HELIOS-A involved 164 adults with hATTR-PN. Amvuttra was given to 122 of them every three months, while 42 received Onpattro (patisiran), an older TTR-reducing therapy by Alnylam, every three weeks, for 1.5 years. The Amvuttra group was also compared with an external placebo group from an earlier study.

HELIOS-B involved 654 adults with ATTR-CM who were randomly assigned to receive either Amvuttra or a placebo for up to three years.

In this analysis, researchers assessed how consistently Amvuttra lowered blood TTR levels across patient subgroups in HELIOS-A and HELIOS-B, including whether reductions differed according to demographic or disease-related characteristics.

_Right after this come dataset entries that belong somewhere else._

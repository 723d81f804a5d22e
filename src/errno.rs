//! Access to the calling thread's `errno`.
//!
//! Every public logging entry point holds a [`Guard`] for its whole body, so
//! a caller that inspects `errno` right after a logging call sees the value it
//! had before the call.

#[cfg(any(
    target_os = "linux",
    target_os = "redox",
    target_os = "emscripten",
    target_os = "fuchsia",
    target_os = "l4re",
    target_os = "hurd"
))]
unsafe fn location() -> *mut libc::c_int {
    libc::__errno_location()
}

#[cfg(any(target_os = "android", target_os = "netbsd", target_os = "openbsd"))]
unsafe fn location() -> *mut libc::c_int {
    libc::__errno()
}

#[cfg(any(
    target_os = "macos",
    target_os = "ios",
    target_os = "tvos",
    target_os = "watchos",
    target_os = "freebsd",
    target_os = "dragonfly"
))]
unsafe fn location() -> *mut libc::c_int {
    libc::__error()
}

/// Returns the current `errno`.
#[inline]
#[must_use]
pub fn get() -> i32 {
    // SAFETY: the errno location is thread-local and always valid for reads.
    unsafe { *location() }
}

/// Sets `errno`.
#[inline]
pub fn set(code: i32) {
    // SAFETY: the errno location is thread-local and always valid for writes.
    unsafe {
        *location() = code;
    }
}

/// Restores the saved `errno` when dropped.
#[derive(Debug)]
#[must_use = "errno is restored when the guard is dropped"]
pub struct Guard {
    saved: i32,
}

impl Guard {
    /// Snapshot the current `errno`.
    #[inline]
    pub fn save() -> Self {
        Self { saved: get() }
    }

    /// The value that will be restored.
    #[inline]
    #[must_use]
    pub const fn saved(&self) -> i32 {
        self.saved
    }
}

impl Drop for Guard {
    fn drop(&mut self) {
        set(self.saved);
    }
}

/// Size of the buffer handed to `strerror_r`; longer descriptions are cut.
const STRERROR_BUF: usize = 128;

/// Human readable description of an OS error code, as `strerror(3)` prints it.
///
/// Writes into `out` without allocating and returns the written slice.
pub fn describe(code: i32, out: &mut DescribeBuf) -> &str {
    let _g = Guard::save();
    // SAFETY: `out` is writable for its full length and strerror_r
    // NUL-terminates on success.
    let rc = unsafe { libc::strerror_r(code, out.as_mut_ptr().cast(), out.len()) };
    let found = if rc == 0 {
        out.iter()
            .position(|&b| b == 0)
            .filter(|&n| core::str::from_utf8(&out[..n]).is_ok())
    } else {
        None
    };
    let len = match found {
        Some(n) => n,
        None => {
            let mut w = crate::format::LineBuf::<STRERROR_BUF>::new();
            let _ = core::fmt::Write::write_fmt(&mut w, format_args!("Unknown error: {code}"));
            let n = w.len();
            out[..n].copy_from_slice(w.as_str().as_bytes());
            n
        }
    };
    core::str::from_utf8(&out[..len]).unwrap_or("Unknown error")
}

/// Owned variant of [`describe`].
#[must_use]
pub fn strerror(code: i32) -> String {
    let mut buf = [0u8; STRERROR_BUF];
    describe(code, &mut buf).to_owned()
}

/// Buffer type accepted by [`describe`].
pub type DescribeBuf = [u8; STRERROR_BUF];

In HELIOS-A, Amvuttra was associated with a median reduction in blood TTR levels of 64.2% at the earlier analysis (week 3) and 91% after 1.5 years. Median TTR lowering reached 91.6% at its peak and 86.2% just before the next dose.

The effect after 1.5 years was generally similar across hATTR-PN subgroups defined by characteristics including sex, age, body weight, race or ethnicity, TTR mutation, and starting blood TTR levels.

In HELIOS-B, median blood TTR levels were reduced by 69% at the earliest analysis (week 6) and by 86.8% after 2.5 years. The median reduction measured just before the next dose was 82.5%.

As in HELIOS-A, the treatment’s effect was consistent across ATTR-CM subgroups. Similar reductions were observed regardless of age, sex, body weight, presence of a hereditary disease, disease stage, heart failure class, walking ability, quality of life, heart-related biomarkers, or starting TTR levels.

Some people in HELIOS-B were taking Vyndamax (tafamidis), an older ATTR-CM-approved therapy that works by stabilizing TTR rather than reducing its production, at the study’s start.

After 2.5 years, this subgroup of patients showed a median TTR level reduction of 87.5%, while those on Amvuttra alone experienced an 84.8% reduction, suggesting that Amvuttra’s “impact on [blood] TTR is consistent, regardless of concomitant [Vyndamax] use or [initial] TTR concentrations,” the researchers wrote.

Antibodies against Amvuttra were detected during treatment in 4.1% of patients in HELIOS-A and 1.2% of those in HELIOS-B. They were generally low-level and temporary and did not appear to affect TTR lowering.

Mathematical modeling based on more than 10,000 blood samples from 843 participants predicted the same average TTR reduction — 86.7% — in the hATTR-PN and ATTR-CM populations at the latest timepoints of the respective trials.